Two days after going up to rescue Ruby from Saugerties, I went into Headquarters and gave notice. No one really seemed to give a shit. There was too much going on. Terrorist alerts. A war-happy monkey for president. I proposed to buy my three claimers off and my boss, a not-so-friendly guy named Greg Langdorf, said he’d let me know. He seemed to think I was a bit soft in the head. I didn’t think that highly of him either.
No one at the Bureau seemed surprised by my announcement. The only one who had anything to say about it was Lenny, a guy I’d gone through the academy with.
“How will you live?” he asked me.
“What do you mean?”
“You’re not gonna make any money,” he said.
“Thanks for the vote of confidence,” I smirked at him.
“Hey, just stating the facts.”
“I don’t have a lot of overhead. And I soured on the Bureau a while ago. More than that though, I need to be around horses.”
Lenny didn’t really get it but I figured Ruby probably would. If I ever saw her again. For now, I decided I should just give her a lot of space. A few weeks’ worth.

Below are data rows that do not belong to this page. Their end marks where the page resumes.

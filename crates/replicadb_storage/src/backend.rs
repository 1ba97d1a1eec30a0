//! Table store trait definition.

use crate::error::{StorageError, StorageResult};
use crate::filter::Filter;
use serde::{Deserialize, Serialize};
use serde_json::{Map, Value};

/// A single stored row: column name to JSON value.
pub type Row = Map<String, Value>;

/// Physical type of a column.
#[derive(Debug, Clone, Copy, PartialEq, Eq, PartialOrd, Ord, Hash, Serialize, Deserialize)]
pub enum ColumnType {
    /// UTF-8 text.
    String,
    /// Floating point number.
    Number,
    /// Whole number.
    Integer,
    /// Boolean.
    Boolean,
    /// Timestamp (ISO-8601 text).
    Date,
    /// Calendar date without time.
    Dateonly,
    /// Opaque binary payload.
    Binary,
    /// One of a closed set of strings.
    Enum,
    /// Arbitrary nested JSON.
    Json,
}

/// Definition of one column of a table.
#[derive(Debug, Clone, PartialEq, Serialize, Deserialize)]
pub struct ColumnDef {
    /// Column name.
    pub name: String,
    /// Column type.
    pub column_type: ColumnType,
    /// Whether this column is the primary key.
    pub primary_key: bool,
    /// Whether values must be unique.
    pub unique: bool,
}

impl ColumnDef {
    /// Creates a plain column.
    #[must_use]
    pub fn new(name: impl Into<String>, column_type: ColumnType) -> Self {
        Self {
            name: name.into(),
            column_type,
            primary_key: false,
            unique: false,
        }
    }

    /// Marks the column as the primary key.
    #[must_use]
    pub fn primary_key(mut self) -> Self {
        self.primary_key = true;
        self.unique = true;
        self
    }

    /// Marks the column as unique.
    #[must_use]
    pub fn unique(mut self) -> Self {
        self.unique = true;
        self
    }
}

/// Definition of a table.
#[derive(Debug, Clone, PartialEq, Serialize, Deserialize)]
pub struct TableSchema {
    /// Table name.
    pub name: String,
    /// Columns in declaration order.
    pub columns: Vec<ColumnDef>,
}

impl TableSchema {
    /// Creates a table definition.
    #[must_use]
    pub fn new(name: impl Into<String>, columns: Vec<ColumnDef>) -> Self {
        Self {
            name: name.into(),
            columns,
        }
    }

    /// Returns the primary key column.
    ///
    /// # Errors
    ///
    /// Returns an error unless exactly one column is marked primary key.
    pub fn primary_key(&self) -> StorageResult<&ColumnDef> {
        let mut keys = self.columns.iter().filter(|c| c.primary_key);
        match (keys.next(), keys.next()) {
            (Some(column), None) => Ok(column),
            (None, _) => Err(StorageError::InvalidSchema {
                table: self.name.clone(),
                message: "no primary key column".into(),
            }),
            (Some(_), Some(_)) => Err(StorageError::InvalidSchema {
                table: self.name.clone(),
                message: "more than one primary key column".into(),
            }),
        }
    }

    /// Returns the column with the given name.
    pub fn column(&self, name: &str) -> Option<&ColumnDef> {
        self.columns.iter().find(|c| c.name == name)
    }
}

/// A read request against one table.
#[derive(Debug, Clone, PartialEq)]
pub struct Query {
    /// Row filter.
    pub filter: Filter,
    /// Columns to return; `None` returns every column.
    pub projection: Option<Vec<String>>,
    /// Maximum number of rows.
    pub limit: Option<usize>,
}

impl Query {
    /// Creates a query returning all rows matching `filter`.
    #[must_use]
    pub fn new(filter: Filter) -> Self {
        Self {
            filter,
            projection: None,
            limit: None,
        }
    }

    /// Creates a query returning every row.
    #[must_use]
    pub fn all() -> Self {
        Self::new(Filter::All)
    }

    /// Restricts the returned columns.
    #[must_use]
    pub fn with_projection<I, S>(mut self, columns: I) -> Self
    where
        I: IntoIterator<Item = S>,
        S: Into<String>,
    {
        self.projection = Some(columns.into_iter().map(Into::into).collect());
        self
    }

    /// Caps the number of returned rows.
    #[must_use]
    pub fn with_limit(mut self, limit: usize) -> Self {
        self.limit = Some(limit);
        self
    }
}

impl Default for Query {
    fn default() -> Self {
        Self::all()
    }
}

/// One write of a [`TableStore::apply_batch`] call.
#[derive(Debug, Clone, PartialEq)]
pub enum TableOp {
    /// Removes every row of a table.
    Truncate(String),
    /// Inserts rows, replacing any row with the same primary key.
    Upsert {
        /// Target table.
        table: String,
        /// Rows to write.
        rows: Vec<Row>,
    },
    /// Deletes rows matching a filter.
    Delete {
        /// Target table.
        table: String,
        /// Rows to remove.
        filter: Filter,
    },
}

impl TableOp {
    /// Table the operation writes.
    pub fn table(&self) -> &str {
        match self {
            TableOp::Truncate(table)
            | TableOp::Upsert { table, .. }
            | TableOp::Delete { table, .. } => table,
        }
    }
}

/// Rows touched by one [`TableStore::apply_batch`] call.
#[derive(Debug, Clone, Copy, Default, PartialEq, Eq)]
pub struct BatchStats {
    /// Rows written by upserts.
    pub rows_written: u64,
    /// Rows removed by deletes; truncations are not counted.
    pub rows_deleted: u64,
}

/// A relational table store used as the physical cache.
///
/// Stores are **generic tables of JSON rows**. They know about table names,
/// primary keys and filters, nothing about flattening, cursors or producers.
/// ReplicaDB owns all interpretation of the rows it writes.
///
/// # Invariants
///
/// - Every table has exactly one primary key column
/// - `insert` fails on a duplicate key, `upsert` replaces the stored row
/// - Each call applies atomically: concurrent readers observe the table
///   either before or after the call, never in between
/// - `apply_batch` extends this to several tables: a batch is observed
///   whole or not at all
/// - Stores must be `Send + Sync`; writes come from a single writer but
///   reads may run concurrently with it
///
/// # Implementors
///
/// - [`super::InMemoryTableStore`] - For testing and ephemeral caches
pub trait TableStore: Send + Sync {
    /// Creates a table.
    ///
    /// # Errors
    ///
    /// Returns an error if the table already exists or the schema does not
    /// declare exactly one primary key.
    fn create_table(&self, schema: TableSchema) -> StorageResult<()>;

    /// Drops a table. Returns `false` when it did not exist.
    fn drop_table(&self, name: &str) -> StorageResult<bool>;

    /// Returns the definition of a table, if it exists.
    fn table_schema(&self, name: &str) -> StorageResult<Option<TableSchema>>;

    /// Lists table names in ascending order.
    fn table_names(&self) -> StorageResult<Vec<String>>;

    /// Removes every row of a table.
    fn truncate(&self, name: &str) -> StorageResult<()>;

    /// Inserts rows; all-or-nothing.
    ///
    /// # Errors
    ///
    /// Returns an error if any row lacks a primary key, collides with an
    /// existing key or carries an undeclared column.
    fn insert(&self, name: &str, rows: Vec<Row>) -> StorageResult<()>;

    /// Inserts rows, replacing any row with the same primary key.
    fn upsert(&self, name: &str, rows: Vec<Row>) -> StorageResult<()>;

    /// Deletes rows matching `filter` and returns how many were removed.
    fn delete(&self, name: &str, filter: &Filter) -> StorageResult<u64>;

    /// Applies `ops` in order as one atomic write.
    ///
    /// # Errors
    ///
    /// Returns an error, with nothing written, if a table is missing or an
    /// upserted row lacks a primary key or carries an undeclared column.
    fn apply_batch(&self, ops: Vec<TableOp>) -> StorageResult<BatchStats>;

    /// Returns rows matching the query, ordered by primary key.
    fn query(&self, name: &str, query: &Query) -> StorageResult<Vec<Row>>;

    /// Counts rows matching `filter`.
    fn count(&self, name: &str, filter: &Filter) -> StorageResult<u64> {
        let rows = self.query(name, &Query::new(filter.clone()))?;
        Ok(rows.len() as u64)
    }

    /// Returns true if the table exists.
    fn has_table(&self, name: &str) -> StorageResult<bool> {
        Ok(self.table_schema(name)?.is_some())
    }
}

I had just come back to the motel room to pack my things and head back to Florida to close up shop. My cell phone rang, and Cat, exhibiting a new neurosis, growled at the sound. I felt like growling at it myself until I saw the incoming number: Ruby’s.
At first she screamed at me. I’d never heard her outright angry. But I was sure hearing it now. I started grinning. I was glad she couldn’t see it. That would have made her even angrier.
I threw some food in Cat’s bowl then got in the car and drove to Ruby’s. Fast.
I don’t know what I’d expected, but she looked great. Her strength was back.
“You look great,” I said, venturing to peck her on the cheek.
“I do?” She seemed genuinely surprised.
“Yes.”
We sat on her couch. We looked at each other.
“I feel weird,” she said.
“I would imagine so,” I said.
“I don’t mean about Attila. I just feel sad about him. He didn’t deserve that. I meant I feel weird about you.”
“Oh,” I said.
“I’ve missed you,” she said in a very small voice.
“Oh?”
“Yeah. A lot,” she said.
It occurred to me that she had a funny way of showing it. But I didn’t mention her taking up with a crooked jockey.
“Attila just happened. I didn’t know where you and I stood. And he just sort of walked into my life and I let him. But it deteriorated as suddenly as it came on. I think it was over. And now of course, he’s dead.”
“I’m sorry, Ruby.”
“It’s not your fault.”
“No, I mean about not communicating better. I was, I still am crazy about you. I thought about you constantly when I was in Florida.”
“You did?”
“I did.”
“And now you’re going back to Florida.”
“No.”
“You’re not?”
“Well, I am for a short time. But I’m coming back here. I’ve quit the Bureau.”
“What?”
“Had to do it. It was just luck that I got two horse-related jobs in a row. Soon I’d be sent somewhere undesirable to do something repellent on behalf of a government I no longer wish to serve. I got horses in my blood and I need to tend to that.”
And the other thing I needed to tend to was her. The girl was in my blood as surely as those horses were. I leaned over and kissed her. I thought I would taste her grief. But I didn’t. She’d absorbed it already, contained it inside herself, in a place that wouldn’t taint what was between us.